Sunday, July 17, 2005

 

Funny "hmm," rather than funny "haha."

I've got a few blogs that I check just about every day. People I've known online for eight years. It's just interesting that I only know these people through a little bit of their lives that gets passed through my computer screen. I guess I check them regularly to make sure that those people are still doing ok, even though most of them, I've never actually met in person. When I read that so-and-so on the west coast is ill, or that she's having love-life problems, or that she saw something beautiful on a walk, it makes me feel a part of her life somehow. When what's-his-name on the east coast has a story about his daughter, or pictures he's taken of his cat, I get a brief feeling of looking into a window of his house. It's nice.

I've been fortunate enough to meet some internet people face-to-face, and I've really enjoyed the experience. Still, the vast majority of internet aquaintances are faceless names on my screen.

Here's to you, faceless names and names with faces. Thank you for bringing my life a little something extra to enjoy. You may not know it, but there have been days when I thought you were the only people on the planet that cared about me. I realize that that was probably in the depths of depression, and that it wasn't true, but you always managed to make me feel a little bit better in some small way.

My Harry Potter book arrived yesterday. I read about twenty pages in it, and decided that I wanted to space it out, rather than eat it all in one sitting. As has always been the case with those books, I'm drawn in instantly and the writing is so familiar to me that I'm right back in the story without having to remind myself of too much that's happened in past volumes. J.K. Rowling has created a really fine series.
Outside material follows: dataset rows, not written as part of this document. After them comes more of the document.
use abnfearley::{normalize_grammar, Element, GrammarBuilder, ParseResult, Recognizer, Limits};

fn main() -> Result<(), abnfearley::Error> {
    tracing_subscriber::fmt::init();

    // Grammar: balanced parenthesis with optional digits inside
    // group  = "(" *item ")"
    // item   = group / 1*DIGIT
    // DIGIT  = %x30-39
    let grammar = GrammarBuilder::new("balanced")
        .rule("group", Element::concatenation([
            Element::string("("),
            Element::repetition(Element::call("item"), 0, None)?,
            Element::string(")")]))
        .rule("item", Element::alternation([
            Element::call("group"),
            Element::repetition(Element::call("DIGIT"), 1, None)?]))
        .rule("DIGIT", Element::range(b'0', b'9')?)
        .into_grammar()?;
    let grammar = normalize_grammar(&grammar)?;
    println!("{}\n", grammar);

    let inputs: Vec<String> = match std::env::args().skip(1).collect::<Vec<_>>() {
        args if args.is_empty() => vec!["(1(23)())".to_string(), "((4)".to_string()],
        args => args,
    };

    let recognizer = Recognizer::new(&grammar)
        .with_limits(Limits::default().max_input_len(4096));
    for input in inputs {
        match recognizer.recognize("group", input.as_bytes())? {
            ParseResult::Accepted { forest, .. } => {
                println!("{:?} accepted, {} forest nodes", input, forest.len());
                if let Some(tree) = forest.pick_one(forest.root()) {
                    println!("{}", tree);
                }
            },
            ParseResult::Rejected(rejection) => println!("{:?} {}", input, rejection),
        }
    }
    Ok(())
}
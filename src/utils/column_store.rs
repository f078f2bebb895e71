/// Structure-of-arrays storage over a fixed tuple of column types.
///
/// A pool declares its per-row data as a tuple, e.g.
/// `(u64, BufferUsage, Vec<u8>)`, and each tuple element becomes one
/// contiguous column. Row `i` across all columns is one logical object.
///
/// All growth goes through [`ColumnStore::append_row`], which appends a
/// default element to every column in one call, so the columns can never
/// disagree on length, so a "partial row" cannot exist.
///
/// Columns are addressed by position with a const generic:
/// `store.get::<0>(row)`. Clients name their columns with `const`
/// indices (`get::<{ COL_SIZE }>`), keeping the mapping from position
/// to meaning in one place.
///
/// No ownership or validity tracking of its own: accessors require
/// `row < row_count()` and the owning pool is responsible for only
/// passing live rows. Bounds are debug-asserted; this is a hot path.

use std::cell::UnsafeCell;

// ===== COLUMN TUPLE TRAITS =====

/// A tuple of column element types usable as pool storage.
///
/// Implemented for tuples of arity 1 to 6 whose elements are `Default`.
/// `Arrays` is the growable form (one `Vec` per column) used by
/// [`ColumnStore`]; `CellArrays` is the fixed-capacity form (one boxed
/// slice of `UnsafeCell`s per column) used by the bounded concurrent
/// store, where rows need per-element interior mutability and stable
/// addresses.
pub trait Columns {
    /// One growable `Vec` per column.
    type Arrays;
    /// One fixed, per-element interior-mutable slice per column.
    type CellArrays;

    /// Empty growable arrays.
    fn new_arrays() -> Self::Arrays;
    /// Append one default element to every column.
    fn append_default(arrays: &mut Self::Arrays);
    /// Shared length of the columns.
    fn row_count(arrays: &Self::Arrays) -> usize;
    /// Reset one row to default values in every column.
    fn reset_row(arrays: &mut Self::Arrays, row: usize);
    /// Fixed arrays with `capacity` default rows in every column.
    fn new_cell_arrays(capacity: usize) -> Self::CellArrays;

    /// Reset one row of the fixed arrays to default values.
    ///
    /// # Safety
    ///
    /// The caller must have exclusive access to `row` (hold its lock or
    /// be the allocator handing it out) and `row` must be in range.
    unsafe fn reset_cell_row(cells: &Self::CellArrays, row: usize);
}

/// Typed access to column `K` of a [`Columns`] tuple.
pub trait ColumnAt<const K: usize>: Columns {
    /// Element type of column `K`.
    type Element: Default;

    /// Column `K` of the growable arrays.
    fn column(arrays: &Self::Arrays) -> &[Self::Element];
    /// Column `K` of the growable arrays, mutable.
    fn column_mut(arrays: &mut Self::Arrays) -> &mut [Self::Element];
    /// Column `K` of the fixed cell arrays.
    fn cells(cells: &Self::CellArrays) -> &[UnsafeCell<Self::Element>];
}

macro_rules! impl_columns {
    ( $(($T:ident, $idx:tt)),+ ) => {
        impl<$($T: Default),+> Columns for ($($T,)+) {
            type Arrays = ($(Vec<$T>,)+);
            type CellArrays = ($(Box<[UnsafeCell<$T>]>,)+);

            fn new_arrays() -> Self::Arrays {
                ($(Vec::<$T>::new(),)+)
            }

            fn append_default(arrays: &mut Self::Arrays) {
                $(arrays.$idx.push(<$T>::default());)+
            }

            fn row_count(arrays: &Self::Arrays) -> usize {
                arrays.0.len()
            }

            fn reset_row(arrays: &mut Self::Arrays, row: usize) {
                $(arrays.$idx[row] = <$T>::default();)+
            }

            fn new_cell_arrays(capacity: usize) -> Self::CellArrays {
                ($(
                    (0..capacity)
                        .map(|_| UnsafeCell::new(<$T>::default()))
                        .collect::<Vec<_>>()
                        .into_boxed_slice(),
                )+)
            }

            unsafe fn reset_cell_row(cells: &Self::CellArrays, row: usize) {
                $(*cells.$idx[row].get() = <$T>::default();)+
            }
        }
    };
}

macro_rules! impl_column_at {
    ( ($($T:ident),+), $El:ident, $idx:tt ) => {
        impl<$($T: Default),+> ColumnAt<$idx> for ($($T,)+) {
            type Element = $El;

            fn column(arrays: &Self::Arrays) -> &[$El] {
                &arrays.$idx
            }

            fn column_mut(arrays: &mut Self::Arrays) -> &mut [$El] {
                &mut arrays.$idx
            }

            fn cells(cells: &Self::CellArrays) -> &[UnsafeCell<$El>] {
                &cells.$idx
            }
        }
    };
}

impl_columns!((A, 0));
impl_column_at!((A), A, 0);

impl_columns!((A, 0), (B, 1));
impl_column_at!((A, B), A, 0);
impl_column_at!((A, B), B, 1);

impl_columns!((A, 0), (B, 1), (C, 2));
impl_column_at!((A, B, C), A, 0);
impl_column_at!((A, B, C), B, 1);
impl_column_at!((A, B, C), C, 2);

impl_columns!((A, 0), (B, 1), (C, 2), (D, 3));
impl_column_at!((A, B, C, D), A, 0);
impl_column_at!((A, B, C, D), B, 1);
impl_column_at!((A, B, C, D), C, 2);
impl_column_at!((A, B, C, D), D, 3);

impl_columns!((A, 0), (B, 1), (C, 2), (D, 3), (E, 4));
impl_column_at!((A, B, C, D, E), A, 0);
impl_column_at!((A, B, C, D, E), B, 1);
impl_column_at!((A, B, C, D, E), C, 2);
impl_column_at!((A, B, C, D, E), D, 3);
impl_column_at!((A, B, C, D, E), E, 4);

impl_columns!((A, 0), (B, 1), (C, 2), (D, 3), (E, 4), (F, 5));
impl_column_at!((A, B, C, D, E, F), A, 0);
impl_column_at!((A, B, C, D, E, F), B, 1);
impl_column_at!((A, B, C, D, E, F), C, 2);
impl_column_at!((A, B, C, D, E, F), D, 3);
impl_column_at!((A, B, C, D, E, F), E, 4);
impl_column_at!((A, B, C, D, E, F), F, 5);

// ===== COLUMN STORE =====

/// Growable, unsynchronized SoA container over a column tuple `C`.
pub struct ColumnStore<C: Columns> {
    arrays: C::Arrays,
}

impl<C: Columns> ColumnStore<C> {
    /// Create an empty store (all columns length 0)
    pub fn new() -> Self {
        Self {
            arrays: C::new_arrays(),
        }
    }

    /// Append one default-initialized row to every column.
    ///
    /// Returns the new row's index.
    pub fn append_row(&mut self) -> usize {
        C::append_default(&mut self.arrays);
        C::row_count(&self.arrays) - 1
    }

    /// Reset every column of `row` back to its default value.
    ///
    /// Used by the pools when recycling a freed slot, so a reused row
    /// never exposes the previous object's data.
    pub fn reset_row(&mut self, row: usize) {
        debug_assert!(
            row < self.row_count(),
            "row {} out of range ({} rows)",
            row,
            self.row_count()
        );
        C::reset_row(&mut self.arrays, row);
    }

    /// Number of rows (identical across all columns)
    pub fn row_count(&self) -> usize {
        C::row_count(&self.arrays)
    }

    /// Read column `K` of `row`.
    pub fn get<const K: usize>(&self, row: usize) -> &<C as ColumnAt<K>>::Element
    where
        C: ColumnAt<K>,
    {
        debug_assert!(
            row < self.row_count(),
            "row {} out of range ({} rows)",
            row,
            self.row_count()
        );
        &<C as ColumnAt<K>>::column(&self.arrays)[row]
    }

    /// Mutable access to column `K` of `row`.
    pub fn get_mut<const K: usize>(&mut self, row: usize) -> &mut <C as ColumnAt<K>>::Element
    where
        C: ColumnAt<K>,
    {
        debug_assert!(
            row < self.row_count(),
            "row {} out of range ({} rows)",
            row,
            self.row_count()
        );
        &mut <C as ColumnAt<K>>::column_mut(&mut self.arrays)[row]
    }

    /// Overwrite column `K` of `row`.
    pub fn set<const K: usize>(&mut self, row: usize, value: <C as ColumnAt<K>>::Element)
    where
        C: ColumnAt<K>,
    {
        *self.get_mut::<K>(row) = value;
    }
}

impl<C: Columns> Default for ColumnStore<C> {
    fn default() -> Self {
        Self::new()
    }
}

// ============================================================================
// Tests
// ============================================================================

#[cfg(test)]
#[path = "column_store_tests.rs"]
mod tests;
Saw Charlie and the Chocolate Factory today. Online friends said that Willy Wonka reminded them of Michael Jackson, and I must agree. Johnny Depp, again, pulls off a really nice performance. He somehow manages to be fantastic in just about everything he's cast in. I wonder if he'd go to a 21 Jump Street reunion show.

Thursday, July 14, 2005

 

Oy. Summer school kids are little squirrels.

We're nearing the end of the third of six weeks of summer school. These kids are heading into fourth grade. Getting them to sit down long enough for me to finish a thought is like trying to bathe a cat with one hand behind your back. The cat doesn't like it, you don't like it, and at the end, not much is accomplished other than a lot of noise and fuss.

What is really saddening is that I do enjoy teaching, and I do enjoy helping people to be better at something that will help them to be able to enjoy life later on, and these kids are forcing me to do the "Evil Overlord" instead of the "Guiding Helper" teaching model. Grr. Funny, though, how much better they'll work after I chew their little asses out at loud volume!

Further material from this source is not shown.